■ Task details ■
Where the records hold the string "invalid", show the whole line it sits on.

■ Dataset ■

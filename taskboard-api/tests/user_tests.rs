/// Integration tests for the admin-only user endpoints

mod common;

use axum::http::StatusCode;
use common::TestContext;
use serde_json::json;
use taskboard_api::messages;
use uuid::Uuid;

#[tokio::test]
async fn test_non_admins_are_forbidden() {
    let Some(ctx) = TestContext::new().await else { return };
    let user = ctx.sign_up("ada").await;

    let list = ctx.get("/api/users", &user.cookie).await;
    assert_eq!(list.status, StatusCode::FORBIDDEN);
    assert_eq!(list.body["success"], false);
    assert!(list.body["data"].is_null());

    let own = ctx.get(&format!("/api/users/{}", user.user_id), &user.cookie).await;
    assert_eq!(own.status, StatusCode::FORBIDDEN);

    let promote = ctx
        .put(
            &format!("/api/users/{}", user.user_id),
            &user.cookie,
            json!({ "role": "admin" }),
        )
        .await;
    assert_eq!(promote.status, StatusCode::FORBIDDEN);

    ctx.cleanup().await;
}

#[tokio::test]
async fn test_admin_lists_and_reads_users() {
    let Some(ctx) = TestContext::new().await else { return };
    let admin = ctx.sign_up_admin("root").await;
    let user = ctx.sign_up("ada").await;

    let list = ctx.get("/api/users", &admin.cookie).await;
    assert_eq!(list.status, StatusCode::OK);
    assert_eq!(list.body["message"], messages::USERS_FETCHED);

    let users = list.body["data"].as_array().unwrap();
    assert_eq!(users.len(), 2);
    assert!(users.iter().all(|u| u.get("passwordHash").is_none()));

    let one = ctx.get(&format!("/api/users/{}", user.user_id), &admin.cookie).await;
    assert_eq!(one.status, StatusCode::OK);
    assert_eq!(one.body["data"]["username"], "ada");
    assert_eq!(one.body["data"]["role"], "user");
    assert!(one.body["data"]["createdAt"].is_string());

    let missing = ctx
        .get(&format!("/api/users/{}", Uuid::new_v4()), &admin.cookie)
        .await;
    assert_eq!(missing.status, StatusCode::NOT_FOUND);
    assert_eq!(missing.body["message"], messages::USER_NOT_FOUND);

    ctx.cleanup().await;
}

#[tokio::test]
async fn test_admin_updates_users() {
    let Some(ctx) = TestContext::new().await else { return };
    let admin = ctx.sign_up_admin("root").await;
    let user = ctx.sign_up("ada").await;
    let uri = format!("/api/users/{}", user.user_id);

    let response = ctx
        .put(
            &uri,
            &admin.cookie,
            json!({ "username": "countess", "role": "admin", "password": "ignored" }),
        )
        .await;
    assert_eq!(response.status, StatusCode::OK, "{}", response.body);
    assert_eq!(response.body["message"], messages::USER_UPDATED);
    assert_eq!(response.body["data"]["username"], "countess");
    assert_eq!(response.body["data"]["role"], "admin");
    assert_eq!(response.body["data"]["email"], user.email);

    // The promotion takes effect on the existing session
    let now_admin = ctx.get("/api/users", &user.cookie).await;
    assert_eq!(now_admin.status, StatusCode::OK);

    // The password was not touched
    let login = ctx
        .send(
            axum::http::Method::POST,
            "/api/auth/login",
            None,
            Some(json!({ "email": user.email, "password": common::PASSWORD })),
        )
        .await;
    assert_eq!(login.status, StatusCode::OK);

    let taken = ctx
        .put(&uri, &admin.cookie, json!({ "email": admin.email.to_uppercase() }))
        .await;
    assert_eq!(taken.status, StatusCode::CONFLICT);

    let invalid = ctx.put(&uri, &admin.cookie, json!({ "email": "nope" })).await;
    assert_eq!(invalid.status, StatusCode::BAD_REQUEST);

    let bad_role = ctx.put(&uri, &admin.cookie, json!({ "role": "owner" })).await;
    assert_eq!(bad_role.status, StatusCode::BAD_REQUEST);

    let unchanged = ctx.put(&uri, &admin.cookie, json!({})).await;
    assert_eq!(unchanged.status, StatusCode::OK);
    assert_eq!(unchanged.body["data"]["username"], "countess");

    let missing = ctx
        .put(
            &format!("/api/users/{}", Uuid::new_v4()),
            &admin.cookie,
            json!({ "username": "ghost" }),
        )
        .await;
    assert_eq!(missing.status, StatusCode::NOT_FOUND);

    ctx.cleanup().await;
}

#[tokio::test]
async fn test_admin_deletes_users() {
    let Some(ctx) = TestContext::new().await else { return };
    let admin = ctx.sign_up_admin("root").await;
    let user = ctx.sign_up("ada").await;
    let uri = format!("/api/users/{}", user.user_id);

    let task_id = ctx.create_task(&user.cookie, json!({ "title": "Left behind" })).await;

    let deleted = ctx.delete(&uri, &admin.cookie).await;
    assert_eq!(deleted.status, StatusCode::OK);
    assert_eq!(deleted.body["message"], messages::USER_DELETED);

    let gone = ctx.get(&uri, &admin.cookie).await;
    assert_eq!(gone.status, StatusCode::NOT_FOUND);

    let again = ctx.delete(&uri, &admin.cookie).await;
    assert_eq!(again.status, StatusCode::NOT_FOUND);

    // Their tasks survive with a dangling creator
    let task = ctx.get(&format!("/api/tasks/{task_id}"), &admin.cookie).await;
    assert_eq!(task.status, StatusCode::OK);
    assert!(task.body["data"]["createdBy"].is_null());

    ctx.cleanup().await;
}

■ Solution for this exercise ■
    let invalid = ctx.put(&uri, &admin.cookie, json!({ "email": "nope" })).await;
    assert_eq!(invalid.status, StatusCode::BAD_REQUEST);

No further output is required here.